But, newer aircraft may mandate a higher level of integration. This might involve embedding advanced wiring and sensors that would automatically send information through the network as they present it to the pilot in the cockpit.

Of course these challenges become even greater when applied to a coalition environment. Gen. Hobbins notes that the Air Force also must determine how it is going to work its targeting tools, applications and mining agents in a collaborative environment.

The Air Force is developing the Theater Battle Operations Network Environment, or T-BONE. This is the follow-on core system in the Air Force’s air and space operations centers used to build and execute an air campaign plan. T-BONE will put all material on a single database and will migrate the data from Unix to a PC base. The data will be time-stamped and will have historical geospatial data for establishing coordinates.

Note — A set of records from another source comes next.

//! Straps: acceptors and dialers that own channels.
//!
//! A server strap binds a listen endpoint, accepts transport
//! connections, and owns the resulting channels in an id-keyed map; a
//! client strap dials one connection and owns its single channel.
//! Strap identity is the bind/connect address string.

pub mod httpws;
pub mod kcp;
pub mod tcp;
pub mod udp;

use std::collections::HashMap;
use std::sync::atomic::{AtomicBool, Ordering};
use std::sync::Arc;

use async_trait::async_trait;
use futures::future::{BoxFuture, FutureExt};
use tokio_util::sync::CancellationToken;
use tracing::info;

use crate::channel::Channel;
use crate::config::ChannelConfig;
use crate::error::ChannelError;
use crate::handle::ChannelHandle;
use crate::runtime::Runtime;

pub use httpws::{http_handler, HttpHandler, HttpWsServerStrap, WsClientStrap};
pub use kcp::{KcpClientStrap, KcpServerStrap, Kws00ClientStrap, Kws00ServerStrap};
pub use tcp::{TcpClientStrap, TcpServerStrap};
pub use udp::{UdpClientStrap, UdpServerStrap};

/// Consecutive accept failures tolerated before a server strap stops
/// itself.
pub(crate) const MAX_ACCEPT_FAILURES: u32 = 8;

/// Common face of every acceptor/dialer. Channels hold a weak
/// reference back to their strap through this trait.
#[async_trait]
pub trait Strap: Send + Sync {
    /// The bind/connect address string.
    fn id(&self) -> &str;

    fn is_closed(&self) -> bool;

    /// Stop the strap and every channel it owns. Safe to call
    /// concurrently with the accept task and more than once.
    async fn stop(&self);
}

/// State shared by every strap implementation.
pub(crate) struct StrapCore {
    id: String,
    closed: AtomicBool,
    started: AtomicBool,
    exit: CancellationToken,
    runtime: Arc<Runtime>,
    channel_conf: ChannelConfig,
}

impl StrapCore {
    pub(crate) fn new(id: String, runtime: Arc<Runtime>, channel_conf: ChannelConfig) -> Self {
        StrapCore {
            id,
            closed: AtomicBool::new(true),
            started: AtomicBool::new(false),
            exit: CancellationToken::new(),
            runtime,
            channel_conf,
        }
    }

    pub(crate) fn id(&self) -> &str {
        &self.id
    }

    pub(crate) fn is_closed(&self) -> bool {
        self.closed.load(Ordering::Acquire)
    }

    pub(crate) fn exit(&self) -> &CancellationToken {
        &self.exit
    }

    pub(crate) fn runtime(&self) -> &Arc<Runtime> {
        &self.runtime
    }

    pub(crate) fn channel_conf(&self) -> &ChannelConfig {
        &self.channel_conf
    }

    /// Claim the one-shot start. Straps, like channels, are not
    /// restartable.
    pub(crate) fn begin_start(&self) -> Result<(), ChannelError> {
        if self.started.swap(true, Ordering::AcqRel) {
            return Err(ChannelError::AlreadyStarted(self.id.clone()));
        }
        Ok(())
    }

    pub(crate) fn mark_open(&self) {
        self.closed.store(false, Ordering::Release);
    }

    /// First close wins; returns whether this call performed the
    /// transition.
    pub(crate) fn begin_close(&self) -> bool {
        if self.closed.swap(true, Ordering::AcqRel) {
            false
        } else {
            self.exit.cancel();
            true
        }
    }
}

/// Mutex-protected `channel_id → channel` map owned by server straps.
pub(crate) struct ChannelSet {
    inner: tokio::sync::Mutex<HashMap<String, Arc<Channel>>>,
}

impl ChannelSet {
    pub(crate) fn new() -> Arc<Self> {
        Arc::new(ChannelSet {
            inner: tokio::sync::Mutex::new(HashMap::new()),
        })
    }

    pub(crate) async fn len(&self) -> usize {
        self.inner.lock().await.len()
    }

    /// Insert under the capacity cap; the map never exceeds `limit`.
    pub(crate) async fn try_insert(
        &self,
        channel: Arc<Channel>,
        limit: usize,
        strap_id: &str,
    ) -> Result<(), ChannelError> {
        let mut inner = self.inner.lock().await;
        if inner.len() >= limit {
            return Err(ChannelError::AtCapacity {
                id: strap_id.to_string(),
                current: inner.len(),
                limit,
            });
        }
        inner.insert(channel.id().to_string(), channel);
        Ok(())
    }

    pub(crate) async fn remove(&self, id: &str) -> Option<Arc<Channel>> {
        self.inner.lock().await.remove(id)
    }

    pub(crate) async fn snapshot(&self) -> Vec<Arc<Channel>> {
        self.inner.lock().await.values().cloned().collect()
    }

    /// Drain the map and stop every member. Channels also remove
    /// themselves through their stop hook; taking the map first keeps
    /// the two paths from fighting over it.
    pub(crate) async fn stop_all(&self) {
        let drained: Vec<Arc<Channel>> = {
            let mut inner = self.inner.lock().await;
            inner.drain().map(|(_, channel)| channel).collect()
        };
        for channel in drained {
            channel.stop().await;
        }
    }
}

/// Hook run at the front of a channel's on-stop.
pub(crate) type StopHook = Arc<dyn Fn(Arc<Channel>) -> BoxFuture<'static, ()> + Send + Sync>;

/// Rewrap a handle so the hook runs before the user's on-stop. Server
/// straps use this to drop stopping channels from their map.
pub(crate) fn with_stop_hook(base: &ChannelHandle, hook: StopHook) -> Arc<ChannelHandle> {
    let mut handle = base.clone();
    let inner = handle.on_stop.clone();
    handle.on_stop = Some(Arc::new(move |channel: Arc<Channel>| {
        let hook = Arc::clone(&hook);
        let inner = inner.clone();
        async move {
            hook(Arc::clone(&channel)).await;
            match &inner {
                Some(on_stop) => on_stop(channel).await,
                None => Ok(()),
            }
        }
        .boxed()
    }));
    Arc::new(handle)
}

/// Stop hook removing the channel from a strap's map.
pub(crate) fn removal_hook(set: &Arc<ChannelSet>) -> StopHook {
    let set = Arc::downgrade(set);
    Arc::new(move |channel: Arc<Channel>| {
        let set = set.clone();
        async move {
            if let Some(set) = set.upgrade() {
                set.remove(channel.id()).await;
            }
        }
        .boxed()
    })
}

pub(crate) fn log_strap_started(kind: &str, id: &str) {
    info!(strap = kind, id = %id, "strap started");
}

pub(crate) fn log_strap_stopped(kind: &str, id: &str) {
    info!(strap = kind, id = %id, "strap stopped");
}

#[cfg(test)]
mod tests {
    use super::*;
    use crate::channel::testing::script_channel;

    #[tokio::test]
    async fn channel_set_enforces_capacity() {
        let set = ChannelSet::new();
        let make = |_: usize| {
            script_channel(Vec::new(), None, ChannelHandle::new(|_, _| async { Ok(()) }))
        };

        let first = make(0);
        set.try_insert(Arc::clone(&first), 1, "test").await.unwrap();
        assert_eq!(set.len().await, 1);

        let second = make(1);
        assert!(matches!(
            set.try_insert(second, 1, "test").await,
            Err(ChannelError::AtCapacity { .. })
        ));
        assert_eq!(set.len().await, 1);

        set.remove(first.id()).await;
        assert_eq!(set.len().await, 0);
    }
}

That single database will be aligned with U.S. message-text format major columnar headings, and this will allow allies—who have built to the same major headings—to access the data repository.

The JTRS radio has a wideband network as one of its waveforms, and this network will allow the rapid movement of voice, IP, imagery and other media on various frequency spectra with encryption, if necessary. A new version of this wideband network called tactical targeting network technology, or TTNT, has just been tested. It permits a limited wideband network with less than 100 participants to be extended to three times as many customers at greater distances. And, TTNT allows data to be transmitted at an average of 1.7 megabits per second from a platform moving at up to 4,000 knots, as opposed to a maximum speed of 900 knots on the conventional network. Gen. Hobbins notes that this ability to transmit data at high vehicle speeds is important for sensor-equipped missiles. The Air Force will continue to develop this waveform, which already has been tested successfully, as part of JTRS.

The recent wars in Afghanistan and Iraq served as excellent proving grounds for many new capabilities. However, some of these capabilities only scratched the surface of their potential, and some of the technology fixes were less than ideal.

Gen. Hobbins relates that the Air Force used primitive machine-to-machine chat effectively for many operational aspects, but it must be improved for future operations. Battle damage assessment must be more timely with better verification sources.

The Roll-On Beyond-Line-of-Sight Enhancement (ROBE) equipment provided a datalink capability for larger airborne platforms such as tankers (see page 49). Satellite links proved invaluable but difficult for aircraft, so the Air Force used systems called FacePods on 20 aircraft. Consisting of Iridium satellite communications in pods, these systems permitted pilots to talk to ground personnel via telephone links in beyond-line-of-sight situations. These systems are being fielded now.

Other problems that arose include misidentified targets, loss of or lack of situational awareness, and insufficient communications or datalinks. Not all aircraft are datalink capable, the general notes. Recent exercises with the U.S. Army involved work to improve common situational awareness between the two services. One goal is to improve information exchange between the Air Force and Army Patriot missile batteries so that the two services see the same picture. Blue Force Tracking also is helping the Air Force identify ground targets, and work continues to improve situational awareness over the next hill. Link-16 will help with that problem, and interoperability will improve when both services deploy JTRS.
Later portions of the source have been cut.